Виновата ли я, виновата ли я…

Немцы развеселились вовсю, приплясывают и покачиваются в такт песне. А когда закончила, все устремились к ней, целуя руки. Сам комендант расчувствовался:

— Данке шён! — руку прижимает к сердцу, дескать, благодарен.

После этого фон Дитрих собирается удалиться. Хороший повод для того, чтобы и им уйти восвояси. Марье Ивановне надавали гостинцев: шоколаду, печенья, конфет, наговорили всяких комплиментов, высказывая пожелание почаще видеть ее у себя…

Спустя полчаса Марья Ивановна выходила из кабинета Крибуляка. За пазухой у нее план расположения гарнизона, в руке полная сумка лимонок, укрытых сверху пирожками и офицерскими гостинцами. Одна из гранат в рукаве под резинкой, заряженная, так, на всякий случай.

— А не забоишься? — тревожится капитан.

— С таким-то оружием? Будь хоть сам сатана с рогами, оборонюсь!..

Проселок от станции на Ясный Клин идет вдоль железнодорожного полотна, затем, сделав у лога извилину, сворачивает к лесной опушке. Идет разведчица, несет свой тяжелый груз через лог — и на тебе, выходит ей навстречу из кустов Жорка Зозолев. Изрядно пьяный, без автомата, на поясе пистолет болтается.

— Стоп! — куражится полицай. — Госпожа капитанша!.. А чего у тебя в сумке, дай-ка проверю!..

— Ну, ну! — Сверкнула гневно глазами. — Вон валежина, огрею! — Жорка останавливается — ему ли не знать норова своей бывшей односельчанки, «Мани-Чапай»: сказала, прибьет, значит, прибьет.

— А может, у тебя там патроны?!

— Что у меня, или патронный завод свой!..

— Смотри у меня!.. Видала? — Тянет из кармана кузнечные гвозди, заготовленные для Беспрозванного. — А то они могут и для тебя пригодиться!..

Вот пристал, зараза. А сама думает: «Как бы улизнуть от пьяного полицая?» Пожалуй, только по кустам и можно.

— Госпожа хорошая, может быть, ты знаешь, какие тут посты?

— Какие тебе посты! До постов далеко. Сейчас пасхальная неделя, а потом вербное, еще будет спасовка, успенье, мясоед, масленица…

Сама — боком, боком, боком, подальше от Зозоли. Между ними уже метров тридцать.

— Ты мне дурочкой не прикидывайся… Стой!.. — Спохватился, шарит рукой по кобуре. Да разве Самонина остановится — отмахивается от полицая, дескать, некогда, не до тебя, идет спокойно к опушке леса. И пусть орет, пусть стреляет, разве на таком-то расстоянии он попадет в нее из своего пистолетика. А коль увяжется — понюхает лимонку.

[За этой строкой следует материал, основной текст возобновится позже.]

use serde::{Deserialize, Serialize};

/// Uniform HTTP envelope: `success` mirrors whether `error` is absent.
#[derive(Debug, Serialize, Deserialize)]
pub struct ApiResponse<T> {
    pub success: bool,
    pub data: Option<T>,
    #[serde(skip_serializing_if = "Option::is_none")]
    pub error: Option<String>,
}

#[allow(dead_code)]
impl<T> ApiResponse<T> {
    pub fn success(data: T) -> Self {
        Self {
            success: true,
            data: Some(data),
            error: None,
        }
    }

    pub fn error(message: impl Into<String>) -> Self {
        Self {
            success: false,
            data: None,
            error: Some(message.into()),
        }
    }
}
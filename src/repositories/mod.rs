//! # Repository Module
//!
//! The Durable Store contract consumed by the pipeline, expressed as
//! narrow DAO-style traits, plus the in-memory implementations the crate
//! ships with. Keys are canonical: a request is looked up by its plain id
//! and a transaction by its plain hash, with no historical multi-format
//! fallback.

mod request_repository;
pub use request_repository::*;

mod transaction_repository;
pub use transaction_repository::*;

mod audit_repository;
pub use audit_repository::*;
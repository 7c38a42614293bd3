use async_trait::async_trait;
use std::collections::HashMap;
use std::sync::Mutex;

#[cfg(test)]
use mockall::automock;

use crate::models::{RepositoryError, RequestRepoModel, RequestStatus};

/// Durable-store contract for transfer requests.
#[cfg_attr(test, automock)]
#[async_trait]
pub trait RequestRepositoryTrait: Send + Sync {
    async fn create(&self, request: RequestRepoModel)
        -> Result<RequestRepoModel, RepositoryError>;

    async fn get_by_id(&self, id: &str) -> Result<RequestRepoModel, RepositoryError>;

    /// Compare-and-set status update. A request already in a terminal
    /// status is never moved back to a non-terminal one; a stale writer
    /// gets `InvalidTransition` instead of silently clobbering the record.
    async fn update_status(
        &self,
        id: &str,
        status: RequestStatus,
    ) -> Result<RequestRepoModel, RepositoryError>;
}

pub struct InMemoryRequestRepository {
    store: Mutex<HashMap<String, RequestRepoModel>>,
}

impl InMemoryRequestRepository {
    pub fn new() -> Self {
        Self {
            store: Mutex::new(HashMap::new()),
        }
    }
}

impl Default for InMemoryRequestRepository {
    fn default() -> Self {
        Self::new()
    }
}

#[async_trait]
impl RequestRepositoryTrait for InMemoryRequestRepository {
    async fn create(
        &self,
        request: RequestRepoModel,
    ) -> Result<RequestRepoModel, RepositoryError> {
        let mut store = self.store.lock().unwrap();
        if store.contains_key(&request.id) {
            return Err(RepositoryError::ConstraintViolation(format!(
                "Request with ID {} already exists",
                request.id
            )));
        }
        store.insert(request.id.clone(), request.clone());
        Ok(request)
    }

    async fn get_by_id(&self, id: &str) -> Result<RequestRepoModel, RepositoryError> {
        let store = self.store.lock().unwrap();
        store
            .get(id)
            .cloned()
            .ok_or_else(|| RepositoryError::NotFound(format!("Request with ID {} not found", id)))
    }

    async fn update_status(
        &self,
        id: &str,
        status: RequestStatus,
    ) -> Result<RequestRepoModel, RepositoryError> {
        let mut store = self.store.lock().unwrap();
        let request = store
            .get_mut(id)
            .ok_or_else(|| RepositoryError::NotFound(format!("Request with ID {} not found", id)))?;

        if request.status.is_terminal() && request.status != status {
            return Err(RepositoryError::InvalidTransition(format!(
                "Request {} is already {} and cannot move to {}",
                id, request.status, status
            )));
        }

        request.status = status;
        Ok(request.clone())
    }
}
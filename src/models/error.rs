use serde::{Deserialize, Serialize};
use strum::Display;
use thiserror::Error;

/// Classification of a ledger-gateway failure.
///
/// The kind decides whether an attempt loop may retry, whether the
/// pre-signed payload has to be rebuilt by the caller before any retry can
/// help, and how loudly the failure is reported.
#[derive(Debug, Clone, Copy, Serialize, Deserialize, PartialEq, Eq, Display)]
#[serde(rename_all = "snake_case")]
#[strum(serialize_all = "snake_case")]
pub enum SubmissionErrorKind {
    TtlExpired,
    MissingWitnesses,
    UtxoNotFound,
    InsufficientFee,
    MalformedTransaction,
    ApiUnauthorized,
    NetworkError,
    RateLimited,
    ServerError,
    Unknown,
}

/// Severity attached to a classified failure, for observability.
#[derive(Debug, Clone, Copy, Serialize, Deserialize, PartialEq, Eq, Display)]
#[serde(rename_all = "snake_case")]
#[strum(serialize_all = "snake_case")]
pub enum ErrorSeverity {
    Critical,
    High,
    Medium,
    Error,
}

impl SubmissionErrorKind {
    /// Whether the operation can ever succeed again, possibly after the
    /// caller rebuilds the transaction.
    pub fn is_retryable(&self) -> bool {
        match self {
            SubmissionErrorKind::TtlExpired
            | SubmissionErrorKind::MissingWitnesses
            | SubmissionErrorKind::UtxoNotFound
            | SubmissionErrorKind::InsufficientFee
            | SubmissionErrorKind::NetworkError
            | SubmissionErrorKind::RateLimited
            | SubmissionErrorKind::ServerError => true,
            SubmissionErrorKind::MalformedTransaction
            | SubmissionErrorKind::ApiUnauthorized
            | SubmissionErrorKind::Unknown => false,
        }
    }

    /// Whether retrying requires the caller to rebuild and re-sign the
    /// payload first. The attempt loop treats these as terminal: the blob
    /// it holds is unusable, so burning more attempts on it cannot help.
    pub fn needs_rebuild(&self) -> bool {
        matches!(
            self,
            SubmissionErrorKind::TtlExpired | SubmissionErrorKind::MissingWitnesses
        )
    }

    /// Whether the attempt loop itself may retry with the same payload.
    pub fn retryable_in_place(&self) -> bool {
        self.is_retryable() && !self.needs_rebuild()
    }

    pub fn severity(&self) -> ErrorSeverity {
        match self {
            SubmissionErrorKind::TtlExpired
            | SubmissionErrorKind::MissingWitnesses
            | SubmissionErrorKind::MalformedTransaction => ErrorSeverity::Critical,
            SubmissionErrorKind::UtxoNotFound
            | SubmissionErrorKind::InsufficientFee
            | SubmissionErrorKind::ApiUnauthorized => ErrorSeverity::High,
            SubmissionErrorKind::NetworkError
            | SubmissionErrorKind::RateLimited
            | SubmissionErrorKind::ServerError => ErrorSeverity::Medium,
            SubmissionErrorKind::Unknown => ErrorSeverity::Error,
        }
    }
}

/// A classified failure returned by the ledger gateway. Raw transport or
/// API errors never cross the gateway boundary unclassified.
#[derive(Debug, Clone, Error, Serialize, Deserialize, PartialEq, Eq)]
#[error("{kind}: {message}")]
pub struct GatewayError {
    pub kind: SubmissionErrorKind,
    pub message: String,
}

impl GatewayError {
    pub fn new(kind: SubmissionErrorKind, message: impl Into<String>) -> Self {
        Self {
            kind,
            message: message.into(),
        }
    }
}

/// Maps a raw gateway rejection onto the submission taxonomy.
///
/// HTTP-level causes (auth, throttling, 5xx) classify from the status code;
/// ledger validation rejections come back as 400 with a reason in the body
/// and are sniffed from the message text.
pub fn classify_gateway_failure(status: Option<u16>, message: &str) -> SubmissionErrorKind {
    match status {
        Some(401) | Some(403) => return SubmissionErrorKind::ApiUnauthorized,
        Some(429) => return SubmissionErrorKind::RateLimited,
        Some(code) if code >= 500 => return SubmissionErrorKind::ServerError,
        _ => {}
    }

    let message = message.to_lowercase();
    if message.contains("outsidevalidityinterval")
        || message.contains("validityinterval")
        || message.contains("ttl")
        || message.contains("expired")
    {
        SubmissionErrorKind::TtlExpired
    } else if message.contains("missingvkeywitnesses") || message.contains("witness") {
        SubmissionErrorKind::MissingWitnesses
    } else if message.contains("badinputsutxo") || message.contains("utxo") {
        SubmissionErrorKind::UtxoNotFound
    } else if message.contains("feetoosmall") || message.contains("fee") {
        SubmissionErrorKind::InsufficientFee
    } else if message.contains("deserialise")
        || message.contains("deserialize")
        || message.contains("malformed")
        || message.contains("decode")
    {
        SubmissionErrorKind::MalformedTransaction
    } else {
        SubmissionErrorKind::Unknown
    }
}

/// Errors surfaced by the submission tracker's preconditions and
/// infrastructure. Gateway failures do not appear here; they are folded
/// into the structured submission outcome instead.
#[derive(Debug, Error)]
pub enum SubmissionError {
    #[error("request not found: {0}")]
    RequestNotFound(String),

    #[error("request {0} is not in a submittable status: {1}")]
    InvalidState(String, String),

    #[error("submission already in progress for request {0}")]
    AlreadyInProgress(String),

    #[error("request {0} already has a broadcast transaction on record")]
    AlreadyBroadcast(String),

    #[error("repository error: {0}")]
    Repository(#[from] RepositoryError),
}

/// Errors surfaced by the confirmation monitor's manual operations.
#[derive(Debug, Error)]
pub enum MonitorError {
    #[error("transaction {0} is not being monitored")]
    UnknownTransaction(String),

    #[error("gateway error: {0}")]
    Gateway(#[from] GatewayError),

    #[error("repository error: {0}")]
    Repository(#[from] RepositoryError),
}

/// Durable-store failures. These are infrastructure faults, not ledger
/// outcomes, so they are never classified through the submission taxonomy.
#[derive(Debug, Error)]
pub enum RepositoryError {
    #[error("entity not found: {0}")]
    NotFound(String),

    #[error("constraint violation: {0}")]
    ConstraintViolation(String),

    #[error("invalid status transition: {0}")]
    InvalidTransition(String),
}

#[derive(Debug, Error)]
pub enum NotificationError {
    #[error("webhook delivery failed: {0}")]
    DeliveryFailed(String),
}

/// HTTP-facing error type. Domain errors convert into this at the
/// controller boundary so handlers can use `?` throughout.
#[derive(Debug, Error)]
pub enum ApiError {
    #[error("Internal Server Error: {0}")]
    InternalEyreError(#[from] eyre::Report),

    #[error("Internal Server Error: {0}")]
    InternalError(String),

    #[error("Not Found: {0}")]
    NotFound(String),

    #[error("Bad Request: {0}")]
    BadRequest(String),

    #[error("Conflict: {0}")]
    Conflict(String),
}

impl actix_web::ResponseError for ApiError {
    fn error_response(&self) -> actix_web::HttpResponse {
        let body = super::ApiResponse::<()>::error(self.to_string());
        match self {
            ApiError::NotFound(_) => actix_web::HttpResponse::NotFound().json(body),
            ApiError::BadRequest(_) => actix_web::HttpResponse::BadRequest().json(body),
            ApiError::Conflict(_) => actix_web::HttpResponse::Conflict().json(body),
            ApiError::InternalError(_) | ApiError::InternalEyreError(_) => {
                actix_web::HttpResponse::InternalServerError().json(body)
            }
        }
    }
}

impl From<SubmissionError> for ApiError {
    fn from(error: SubmissionError) -> Self {
        match error {
            SubmissionError::RequestNotFound(_) => ApiError::NotFound(error.to_string()),
            SubmissionError::InvalidState(_, _) => ApiError::BadRequest(error.to_string()),
            SubmissionError::AlreadyInProgress(_) | SubmissionError::AlreadyBroadcast(_) => {
                ApiError::Conflict(error.to_string())
            }
            SubmissionError::Repository(e) => e.into(),
        }
    }
}

impl From<MonitorError> for ApiError {
    fn from(error: MonitorError) -> Self {
        match error {
            MonitorError::UnknownTransaction(_) => ApiError::NotFound(error.to_string()),
            MonitorError::Gateway(_) | MonitorError::Repository(_) => {
                ApiError::InternalError(error.to_string())
            }
        }
    }
}

impl From<RepositoryError> for ApiError {
    fn from(error: RepositoryError) -> Self {
        match error {
            RepositoryError::NotFound(_) => ApiError::NotFound(error.to_string()),
            RepositoryError::ConstraintViolation(_) | RepositoryError::InvalidTransition(_) => {
                ApiError::Conflict(error.to_string())
            }
        }
    }
}

#[cfg(test)]
mod tests {
    use super::*;

    #[test]
    fn test_taxonomy_retryability() {
        assert!(SubmissionErrorKind::TtlExpired.is_retryable());
        assert!(SubmissionErrorKind::MissingWitnesses.is_retryable());
        assert!(SubmissionErrorKind::UtxoNotFound.is_retryable());
        assert!(SubmissionErrorKind::InsufficientFee.is_retryable());
        assert!(SubmissionErrorKind::NetworkError.is_retryable());
        assert!(SubmissionErrorKind::RateLimited.is_retryable());
        assert!(SubmissionErrorKind::ServerError.is_retryable());
        assert!(!SubmissionErrorKind::MalformedTransaction.is_retryable());
        assert!(!SubmissionErrorKind::ApiUnauthorized.is_retryable());
        assert!(!SubmissionErrorKind::Unknown.is_retryable());
    }

    #[test]
    fn test_rebuild_needed_kinds_never_retry_in_place() {
        assert!(!SubmissionErrorKind::TtlExpired.retryable_in_place());
        assert!(!SubmissionErrorKind::MissingWitnesses.retryable_in_place());
        assert!(SubmissionErrorKind::RateLimited.retryable_in_place());
        assert!(SubmissionErrorKind::NetworkError.retryable_in_place());
    }

    #[test]
    fn test_taxonomy_severity() {
        assert_eq!(
            SubmissionErrorKind::TtlExpired.severity(),
            ErrorSeverity::Critical
        );
        assert_eq!(
            SubmissionErrorKind::UtxoNotFound.severity(),
            ErrorSeverity::High
        );
        assert_eq!(
            SubmissionErrorKind::RateLimited.severity(),
            ErrorSeverity::Medium
        );
        assert_eq!(SubmissionErrorKind::Unknown.severity(), ErrorSeverity::Error);
    }

    #[test]
    fn test_classify_from_status_code() {
        assert_eq!(
            classify_gateway_failure(Some(401), "nope"),
            SubmissionErrorKind::ApiUnauthorized
        );
        assert_eq!(
            classify_gateway_failure(Some(429), "slow down"),
            SubmissionErrorKind::RateLimited
        );
        assert_eq!(
            classify_gateway_failure(Some(503), "unavailable"),
            SubmissionErrorKind::ServerError
        );
    }

    #[test]
    fn test_classify_from_message() {
        assert_eq!(
            classify_gateway_failure(Some(400), "OutsideValidityIntervalUTxO"),
            SubmissionErrorKind::TtlExpired
        );
        assert_eq!(
            classify_gateway_failure(Some(400), "MissingVKeyWitnessesUTXOW"),
            SubmissionErrorKind::MissingWitnesses
        );
        assert_eq!(
            classify_gateway_failure(Some(400), "BadInputsUTxO"),
            SubmissionErrorKind::UtxoNotFound
        );
        assert_eq!(
            classify_gateway_failure(Some(400), "FeeTooSmallUTxO"),
            SubmissionErrorKind::InsufficientFee
        );
        assert_eq!(
            classify_gateway_failure(Some(400), "DeserialiseFailure"),
            SubmissionErrorKind::MalformedTransaction
        );
        assert_eq!(
            classify_gateway_failure(Some(400), "something else entirely"),
            SubmissionErrorKind::Unknown
        );
    }
}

Бояться нечего, пусть он сам теперь ее боится!..

Спотыкаясь и матерясь, Зозолев поплелся за ней, а ее уже и не видно за деревьями. Остановился у березы, покачиваясь, преследовать «капитаншу», видать, не посчитал нужным…

Марья Ивановна благополучно добралась до дома. А в полночь принесенными ею гранатами партизаны забросали немецкую комендатуру и спящих офицеров, «похристосовались» с фашистами, уничтожив на станции почти все вражеское начальство. С нашей стороны потерь нет.